Task description
Pick out each line below containing "that".

Raw data

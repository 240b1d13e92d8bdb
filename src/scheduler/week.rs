//! Weekly orchestrator.
//!
//! # Algorithm
//!
//! 1. Build a fresh [`WeekSchedule`] from the configuration.
//! 2. Book every fixed task at its declared slot, in input order.
//! 3. Order flexible tasks with the rule engine (stable).
//! 4. Run the tier cascade for each flexible task in that order; tasks no
//!    tier can seat are collected as unschedulable.
//!
//! Every run is independent: nothing carries over between calls.

use serde::{Deserialize, Serialize};
use tracing::debug;

use super::cascade::{run_cascade, Tier};
use super::placement::place_fixed;
use crate::config::SchedulerConfig;
use crate::dispatching::RuleEngine;
use crate::error::Result;
use crate::models::{Slot, Task, WeekSchedule};
use crate::store::{TaskSource, UnschedulableSink};

/// Where a task was placed, and by which tier.
#[derive(Debug, Clone, PartialEq, Eq, Serialize, Deserialize)]
pub struct Placement {
    /// Placed task ID.
    pub task_id: String,
    /// Booked day and window.
    pub slot: Slot,
    /// Cascade tier that seated the task. `None` for fixed tasks.
    pub tier: Option<Tier>,
}

/// Result of one scheduling run.
#[derive(Debug, Clone, PartialEq, Eq, Serialize, Deserialize)]
pub struct ScheduleOutcome {
    /// The week after every placement.
    pub week: WeekSchedule,
    /// Placements in the order they were made (fixed first).
    pub placements: Vec<Placement>,
    /// Flexible task IDs no tier could place, in processing order.
    pub unschedulable: Vec<String>,
}

impl ScheduleOutcome {
    /// Placement record for `task_id`, if it was placed.
    pub fn placement_of(&self, task_id: &str) -> Option<&Placement> {
        self.placements.iter().find(|p| p.task_id == task_id)
    }

    /// Whether `task_id` ended up unschedulable.
    pub fn is_unschedulable(&self, task_id: &str) -> bool {
        self.unschedulable.iter().any(|id| id == task_id)
    }
}

/// Places fixed and flexible tasks into a week.
///
/// # Example
///
/// ```
/// use u_weekplan::models::{Task, TimeWindow, Weekday};
/// use u_weekplan::scheduler::WeekScheduler;
///
/// let w = |s: &str| s.parse::<TimeWindow>().unwrap();
/// let tasks = vec![
///     Task::fixed("standup", Weekday::Monday, w("09:00-09:30")),
///     Task::flexible("review", 60)
///         .with_preferred_days([Weekday::Monday])
///         .with_preferred_intervals([w("09:00-11:00")]),
/// ];
///
/// let outcome = WeekScheduler::new().schedule(&tasks);
/// let review = outcome.placement_of("review").unwrap();
/// assert_eq!(review.slot.window, w("09:30-10:30"));
/// assert!(outcome.unschedulable.is_empty());
/// ```
#[derive(Debug, Clone)]
pub struct WeekScheduler {
    config: SchedulerConfig,
    rule_engine: RuleEngine,
}

impl Default for WeekScheduler {
    fn default() -> Self {
        Self::new()
    }
}

impl WeekScheduler {
    /// Creates a scheduler over seven full days, ordering flexible tasks
    /// by importance then difficulty.
    pub fn new() -> Self {
        Self {
            config: SchedulerConfig::default(),
            rule_engine: RuleEngine::by_priority(),
        }
    }

    /// Sets the week configuration.
    pub fn with_config(mut self, config: SchedulerConfig) -> Self {
        self.config = config;
        self
    }

    /// Sets the rule engine that orders flexible tasks.
    pub fn with_rule_engine(mut self, engine: RuleEngine) -> Self {
        self.rule_engine = engine;
        self
    }

    /// Active configuration.
    pub fn config(&self) -> &SchedulerConfig {
        &self.config
    }

    /// Schedules `tasks` into a fresh week.
    ///
    /// Fixed tasks are booked unconditionally and never appear in
    /// `unschedulable`. Each flexible task is placed at most once.
    pub fn schedule(&self, tasks: &[Task]) -> ScheduleOutcome {
        let mut week = self.config.new_week();
        let mut placements = Vec::with_capacity(tasks.len());
        let mut unschedulable = Vec::new();

        for (task, slot) in place_fixed(&mut week, tasks) {
            debug!(task = %task.id, day = %slot.day, window = %slot.window, "fixed task booked");
            placements.push(Placement {
                task_id: task.id.clone(),
                slot,
                tier: None,
            });
        }

        let ordered = self.rule_engine.sort(tasks.iter().filter(|t| !t.is_fixed()));
        for task in ordered {
            match run_cascade(&mut week, task) {
                Some((tier, slot)) => {
                    debug!(
                        task = %task.id,
                        %tier,
                        day = %slot.day,
                        window = %slot.window,
                        "flexible task placed"
                    );
                    placements.push(Placement {
                        task_id: task.id.clone(),
                        slot,
                        tier: Some(tier),
                    });
                }
                None => {
                    debug!(task = %task.id, "no tier could place task");
                    unschedulable.push(task.id.clone());
                }
            }
        }

        debug!(
            placed = placements.len(),
            unschedulable = unschedulable.len(),
            "schedule run finished"
        );

        ScheduleOutcome {
            week,
            placements,
            unschedulable,
        }
    }

    /// Loads tasks from `source`, schedules them, and reports the
    /// unschedulable IDs to `sink`.
    pub fn run<S, K>(&self, source: &S, sink: &mut K) -> Result<ScheduleOutcome>
    where
        S: TaskSource + ?Sized,
        K: UnschedulableSink + ?Sized,
    {
        let tasks = source.load_tasks()?;
        let outcome = self.schedule(&tasks);
        sink.record_unschedulable(&outcome.unschedulable)?;
        Ok(outcome)
    }
}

Task output
//! 4. Run the tier cascade for each flexible task in that order; tasks no
    /// Cascade tier that seated the task. `None` for fixed tasks.
    /// Sets the rule engine that orders flexible tasks.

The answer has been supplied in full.